Celso de Mello chama o perdão de Bolsonaro a Daniel Silveira de ato “juridicamente imprestável”

O ex-decano do Supremo Tribunal Federal (STF) Celso de Mello chamou de “juridicamente imprestável” o indulto do presidente da República Jair Bolsonaro que livrou o deputado Daniel Silveira (PTB-RJ) da pena de oito anos e nove meses de prisão imposta pelo plenário da Corte.  A informação é de Malu Gaspar, do Globo online. Celso de…

O ex-decano do Supremo Tribunal Federal (STF) Celso de Mello chamou de “juridicamente imprestável” o indulto do presidente da República Jair Bolsonaro que livrou o deputado Daniel Silveira (PTB-RJ) da pena de oito anos e nove meses de prisão imposta pelo plenário da Corte. 

A informação é de Malu Gaspar, do Globo online.

Celso de Mello disse que a medida de Bolsonaro viola a Constituição e expõe um “desvio de finalidade” do mandatário. 
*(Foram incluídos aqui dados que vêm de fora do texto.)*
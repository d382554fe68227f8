//! `Matrix`, a two-dimensional matrix of reals.
//!
//! Thin newtype around `nalgebra::DMatrix<f64>` with `(row, column)`
//! indexing. Correlation and covariance matrices, pseudo-roots of market
//! models and regression design matrices use it.

use crate::array::Array;
use nalgebra::DMatrix;
use qn_core::Real;
use std::ops::{Add, Index, IndexMut, Mul, Sub};

/// A dynamically-sized 2D matrix of `Real` values.
#[derive(Debug, Clone, PartialEq)]
pub struct Matrix(DMatrix<Real>);

impl Matrix {
    /// Create a zero-filled `rows × cols` matrix.
    pub fn zeros(rows: usize, cols: usize) -> Self {
        Self(DMatrix::zeros(rows, cols))
    }

    /// Create a matrix filled with `value`.
    pub fn from_element(rows: usize, cols: usize, value: Real) -> Self {
        Self(DMatrix::from_element(rows, cols, value))
    }

    /// Create an identity matrix of size `n × n`.
    pub fn identity(n: usize) -> Self {
        Self(DMatrix::identity(n, n))
    }

    /// Create from row-major data.
    pub fn from_row_slice(rows: usize, cols: usize, data: &[Real]) -> Self {
        Self(DMatrix::from_row_slice(rows, cols, data))
    }

    /// Create from column-major data.
    pub fn from_column_slice(rows: usize, cols: usize, data: &[Real]) -> Self {
        Self(DMatrix::from_column_slice(rows, cols, data))
    }

    /// Create a `rows × cols` matrix with elements `f(i, j)`.
    pub fn from_fn<F: FnMut(usize, usize) -> Real>(rows: usize, cols: usize, f: F) -> Self {
        Self(DMatrix::from_fn(rows, cols, f))
    }

    /// Number of rows.
    pub fn rows(&self) -> usize {
        self.0.nrows()
    }

    /// Number of columns.
    pub fn cols(&self) -> usize {
        self.0.ncols()
    }

    /// Return `true` if the matrix is square.
    pub fn is_square(&self) -> bool {
        self.0.nrows() == self.0.ncols()
    }

    /// Borrow the inner `DMatrix`.
    pub fn inner(&self) -> &DMatrix<Real> {
        &self.0
    }

    /// Consume and return the inner `DMatrix`.
    pub fn into_inner(self) -> DMatrix<Real> {
        self.0
    }

    /// Transpose.
    pub fn transpose(&self) -> Self {
        Self(self.0.transpose())
    }

    /// Inverse, or `None` if the matrix is singular or not square.
    pub fn try_inverse(&self) -> Option<Self> {
        self.0.clone().try_inverse().map(Self)
    }

    /// Diagonal elements.
    pub fn diagonal(&self) -> Array {
        let n = self.0.nrows().min(self.0.ncols());
        Array::from_fn(n, |i| self.0[(i, i)])
    }

    /// Row `i` as an `Array`.
    pub fn row(&self, i: usize) -> Array {
        Array::from_fn(self.0.ncols(), |j| self.0[(i, j)])
    }

    /// Column `j` as an `Array`.
    pub fn column(&self, j: usize) -> Array {
        Array::from_fn(self.0.nrows(), |i| self.0[(i, j)])
    }

    /// Matrix-vector product `M v`.
    pub fn mul_vec(&self, v: &Array) -> Array {
        Array::from(&self.0 * v.inner())
    }

    /// Transposed matrix-vector product `Mᵀ v`.
    pub fn transpose_mul_vec(&self, v: &Array) -> Array {
        Array::from(self.0.tr_mul(v.inner()))
    }

    /// Multiply every element by `scalar`.
    pub fn scale(&self, scalar: Real) -> Self {
        Self(&self.0 * scalar)
    }

    /// Largest absolute element-wise difference to `other`.
    pub fn max_abs_diff(&self, other: &Matrix) -> Real {
        self.0
            .iter()
            .zip(other.0.iter())
            .fold(0.0, |acc, (a, b)| acc.max((a - b).abs()))
    }
}

// ── From / Into ───────────────────────────────────────────────────────────────

impl From<DMatrix<Real>> for Matrix {
    fn from(m: DMatrix<Real>) -> Self {
        Self(m)
    }
}

impl From<Matrix> for DMatrix<Real> {
    fn from(m: Matrix) -> Self {
        m.0
    }
}

// ── Indexing ──────────────────────────────────────────────────────────────────

impl Index<(usize, usize)> for Matrix {
    type Output = Real;
    fn index(&self, (i, j): (usize, usize)) -> &Real {
        &self.0[(i, j)]
    }
}

impl IndexMut<(usize, usize)> for Matrix {
    fn index_mut(&mut self, (i, j): (usize, usize)) -> &mut Real {
        &mut self.0[(i, j)]
    }
}

// ── Arithmetic ────────────────────────────────────────────────────────────────

impl Add for &Matrix {
    type Output = Matrix;
    fn add(self, rhs: &Matrix) -> Matrix {
        Matrix(&self.0 + &rhs.0)
    }
}

impl Sub for &Matrix {
    type Output = Matrix;
    fn sub(self, rhs: &Matrix) -> Matrix {
        Matrix(&self.0 - &rhs.0)
    }
}

impl Mul for &Matrix {
    type Output = Matrix;
    fn mul(self, rhs: &Matrix) -> Matrix {
        Matrix(&self.0 * &rhs.0)
    }
}

impl Mul<&Array> for &Matrix {
    type Output = Array;
    fn mul(self, rhs: &Array) -> Array {
        self.mul_vec(rhs)
    }
}

#[cfg(test)]
mod tests {
    use super::*;

    #[test]
    fn product_and_transpose() {
        let a = Matrix::from_row_slice(2, 3, &[1.0, 2.0, 3.0, 4.0, 5.0, 6.0]);
        let at = a.transpose();
        assert_eq!(at.rows(), 3);
        assert_eq!(at[(2, 1)], 6.0);
        let aat = &a * &at;
        assert_eq!(aat[(0, 0)], 14.0);
        assert_eq!(aat[(0, 1)], 32.0);
    }

    #[test]
    fn matrix_vector() {
        let a = Matrix::from_row_slice(2, 2, &[1.0, 2.0, 3.0, 4.0]);
        let v = Array::from_slice(&[1.0, 1.0]);
        assert_eq!(a.mul_vec(&v).as_slice(), &[3.0, 7.0]);
        assert_eq!(a.transpose_mul_vec(&v).as_slice(), &[4.0, 6.0]);
        assert_eq!(a.row(1).as_slice(), &[3.0, 4.0]);
        assert_eq!(a.column(1).as_slice(), &[2.0, 4.0]);
    }
}
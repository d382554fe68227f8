use super::{multi_step_evolution, CashFlow, MarketModelMultiProduct};
use crate::curve_state::CurveState;
use crate::evolution_description::EvolutionDescription;
use qn_core::{ensure, errors::Result, Rate, Real, Time};

/// Forward-rate agreements, one per forward: at `T_i` the `i`-th pays
/// `(F_i − K_i) α_i` at its payment time.
#[derive(Debug, Clone)]
pub struct MultiStepForwards {
    evolution: EvolutionDescription,
    accruals: Vec<Real>,
    payment_times: Vec<Time>,
    strikes: Vec<Rate>,
    current_index: usize,
}

impl MultiStepForwards {
    /// FRAs on the forwards of `rate_times`.
    pub fn new(
        rate_times: Vec<Time>,
        accruals: Vec<Real>,
        payment_times: Vec<Time>,
        strikes: Vec<Rate>,
    ) -> Result<Self> {
        let evolution = multi_step_evolution(&rate_times, &payment_times, |i| (i, i + 1))?;
        let n = evolution.number_of_rates();
        ensure!(accruals.len() == n, "{} accruals for {n} rates", accruals.len());
        ensure!(strikes.len() == n, "{} strikes for {n} rates", strikes.len());
        Ok(Self {
            evolution,
            accruals,
            payment_times,
            strikes,
            current_index: 0,
        })
    }
}

impl MarketModelMultiProduct for MultiStepForwards {
    fn evolution(&self) -> &EvolutionDescription {
        &self.evolution
    }

    fn possible_cash_flow_times(&self) -> &[Time] {
        &self.payment_times
    }

    fn number_of_products(&self) -> usize {
        self.strikes.len()
    }

    fn max_number_of_cash_flows_per_product_per_step(&self) -> usize {
        1
    }

    fn reset(&mut self) {
        self.current_index = 0;
    }

    fn next_time_step(
        &mut self,
        state: &dyn CurveState,
        number_cash_flows_this_step: &mut [usize],
        cash_flows: &mut [Vec<CashFlow>],
    ) -> bool {
        let i = self.current_index;
        let forward = state.forward_rate(i);
        number_cash_flows_this_step.fill(0);
        number_cash_flows_this_step[i] = 1;
        cash_flows[i][0] = CashFlow {
            time_index: i,
            amount: (forward - self.strikes[i]) * self.accruals[i],
        };
        self.current_index += 1;
        self.current_index == self.strikes.len()
    }
}

#[cfg(test)]
mod tests {
    use super::*;
    use crate::curve_state::LmmCurveState;

    #[test]
    fn pays_one_fra_per_step() {
        let times = vec![0.5, 1.0, 1.5];
        let mut product =
            MultiStepForwards::new(times.clone(), vec![0.5; 2], vec![1.0, 1.5], vec![0.04; 2])
                .unwrap();
        assert_eq!(product.number_of_products(), 2);
        assert_eq!(product.suggested_numeraires(), vec![1, 2]);
        assert_eq!(product.evolution().relevance_rates(), &[(0, 1), (1, 2)]);

        let mut state = LmmCurveState::new(times).unwrap();
        state.set_on_forward_rates(&[0.05, 0.03], 0).unwrap();
        let mut counts = [9; 2];
        let mut flows = vec![vec![CashFlow::default()]; 2];
        assert!(!product.next_time_step(&state, &mut counts, &mut flows));
        assert_eq!(counts, [1, 0]);
        assert!((flows[0][0].amount - 0.005).abs() < 1e-15);
        assert!(product.next_time_step(&state, &mut counts, &mut flows));
        assert_eq!(counts, [0, 1]);
        assert_eq!(flows[1][0].time_index, 1);
        assert!((flows[1][0].amount + 0.005).abs() < 1e-15);
        product.reset();
        assert!(!product.next_time_step(&state, &mut counts, &mut flows));
    }

    #[test]
    fn rejects_mismatched_inputs() {
        let times = || vec![0.5, 1.0, 1.5];
        let short_accruals =
            MultiStepForwards::new(times(), vec![0.5], vec![1.0, 1.5], vec![0.04; 2]);
        assert!(short_accruals.is_err());
        let unordered_payments =
            MultiStepForwards::new(times(), vec![0.5; 2], vec![1.5, 1.0], vec![0.04; 2]);
        assert!(unordered_payments.is_err());
    }
}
Segundo ele, o objetivo do decreto está “completamente desvinculado do interesse público” e não obedece ao requisito da impessoalidade dos atos administrativos.
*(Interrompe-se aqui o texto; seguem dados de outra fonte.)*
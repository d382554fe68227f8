//! Caps, floors and collars on a short-rate lattice.
//!
//! Each optionlet is valued at its start time as an option on the discount
//! bond maturing at its end time: a caplet with strike `K` and accrual `τ`
//! is worth `N (1 + K τ) g max(0, 1/(1 + K τ) − P)`.

use super::discretized_asset::{DiscretizedAsset, DiscretizedAssetCore, DiscretizedDiscountBond};
use super::tree_lattice::Lattice;
use qn_core::{ensure, errors::Result, Rate, Real, Time};
use qn_math::Array;
use serde::{Deserialize, Serialize};

/// Kind of cap/floor instrument.
#[derive(Debug, Clone, Copy, PartialEq, Eq, Hash, Serialize, Deserialize)]
pub enum CapFloorType {
    /// Strip of caplets.
    Cap,
    /// Strip of floorlets.
    Floor,
    /// Long cap, short floor.
    Collar,
}

/// Optionlet schedule of a cap/floor.
#[derive(Debug, Clone, Default, PartialEq, Serialize, Deserialize)]
pub struct CapFloorPeriods {
    /// Fixing time of each optionlet (accrual start).
    pub start_times: Vec<Time>,
    /// Payment time of each optionlet (accrual end).
    pub end_times: Vec<Time>,
    /// Accrual fraction of each period.
    pub accrual_times: Vec<Time>,
    /// Notional of each period.
    pub nominals: Vec<Real>,
    /// Gearing applied to the index rate.
    pub gearings: Vec<Real>,
    /// Cap strikes (ignored for floors).
    pub cap_rates: Vec<Rate>,
    /// Floor strikes (ignored for caps).
    pub floor_rates: Vec<Rate>,
}

/// Discretized cap, floor or collar.
#[derive(Debug)]
pub struct DiscretizedCapFloor {
    core: DiscretizedAssetCore,
    kind: CapFloorType,
    periods: CapFloorPeriods,
}

impl DiscretizedCapFloor {
    /// Instrument of `kind` over `periods`. All periods must fix at or
    /// after the reference time.
    pub fn new(kind: CapFloorType, periods: CapFloorPeriods) -> Result<Self> {
        let n = periods.start_times.len();
        ensure!(n > 0, "no cap/floor periods given");
        ensure!(
            periods.end_times.len() == n
                && periods.accrual_times.len() == n
                && periods.nominals.len() == n
                && periods.gearings.len() == n,
            "inconsistent cap/floor schedule sizes"
        );
        if kind != CapFloorType::Floor {
            ensure!(
                periods.cap_rates.len() == n,
                "{n} periods but {} cap rates",
                periods.cap_rates.len()
            );
        }
        if kind != CapFloorType::Cap {
            ensure!(
                periods.floor_rates.len() == n,
                "{n} periods but {} floor rates",
                periods.floor_rates.len()
            );
        }
        ensure!(
            periods.start_times.iter().all(|&t| t >= 0.0),
            "optionlets already fixed are not supported"
        );
        ensure!(
            periods
                .start_times
                .iter()
                .zip(&periods.end_times)
                .all(|(s, e)| e > s),
            "every period must end after it starts"
        );
        Ok(Self {
            core: DiscretizedAssetCore::default(),
            kind,
            periods,
        })
    }

    /// Cap, floor or collar.
    pub fn kind(&self) -> CapFloorType {
        self.kind
    }
}

impl DiscretizedAsset for DiscretizedCapFloor {
    fn core(&self) -> &DiscretizedAssetCore {
        &self.core
    }

    fn core_mut(&mut self) -> &mut DiscretizedAssetCore {
        &mut self.core
    }

    fn reset(&mut self, lattice: &dyn Lattice, size: usize) -> Result<()> {
        self.core.set_values(Array::zeros(size));
        self.adjust_values(lattice)
    }

    fn mandatory_times(&self) -> Vec<Time> {
        self.periods
            .start_times
            .iter()
            .chain(&self.periods.end_times)
            .copied()
            .collect()
    }

    fn pre_adjust_values_impl(&mut self, lattice: &dyn Lattice) -> Result<()> {
        for i in 0..self.periods.start_times.len() {
            if !self.is_on_time(lattice, self.periods.start_times[i]) {
                continue;
            }
            let mut bond = DiscretizedDiscountBond::default();
            lattice.initialize(&mut bond, self.periods.end_times[i])?;
            lattice.rollback(&mut bond, self.time())?;

            let tenor = self.periods.accrual_times[i];
            let scale = self.periods.nominals[i] * self.periods.gearings[i];

            if matches!(self.kind, CapFloorType::Cap | CapFloorType::Collar) {
                let accrual = 1.0 + self.periods.cap_rates[i] * tenor;
                let strike = 1.0 / accrual;
                for (v, p) in self.core.values_mut().iter_mut().zip(bond.values().iter()) {
                    *v += scale * accrual * (strike - p).max(0.0);
                }
            }
            if matches!(self.kind, CapFloorType::Floor | CapFloorType::Collar) {
                let accrual = 1.0 + self.periods.floor_rates[i] * tenor;
                let strike = 1.0 / accrual;
                let mult = if self.kind == CapFloorType::Floor { 1.0 } else { -1.0 };
                for (v, p) in self.core.values_mut().iter_mut().zip(bond.values().iter()) {
                    *v += mult * scale * accrual * (p - strike).max(0.0);
                }
            }
        }
        Ok(())
    }
}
No último dia 21 de abril, após o STF condenar Silveira por ameaças de contra ministros e ataques contra o regime democrático, Bolsonaro editou um um decreto concedendo o perdão presidencial a todos os crimes pelos quais o deputado foi condenado, anulando suas penas.

Considerado uma afronta por integrantes do tribunal, o indulto tensionou ainda mais as relações entre o presidente e a Corte.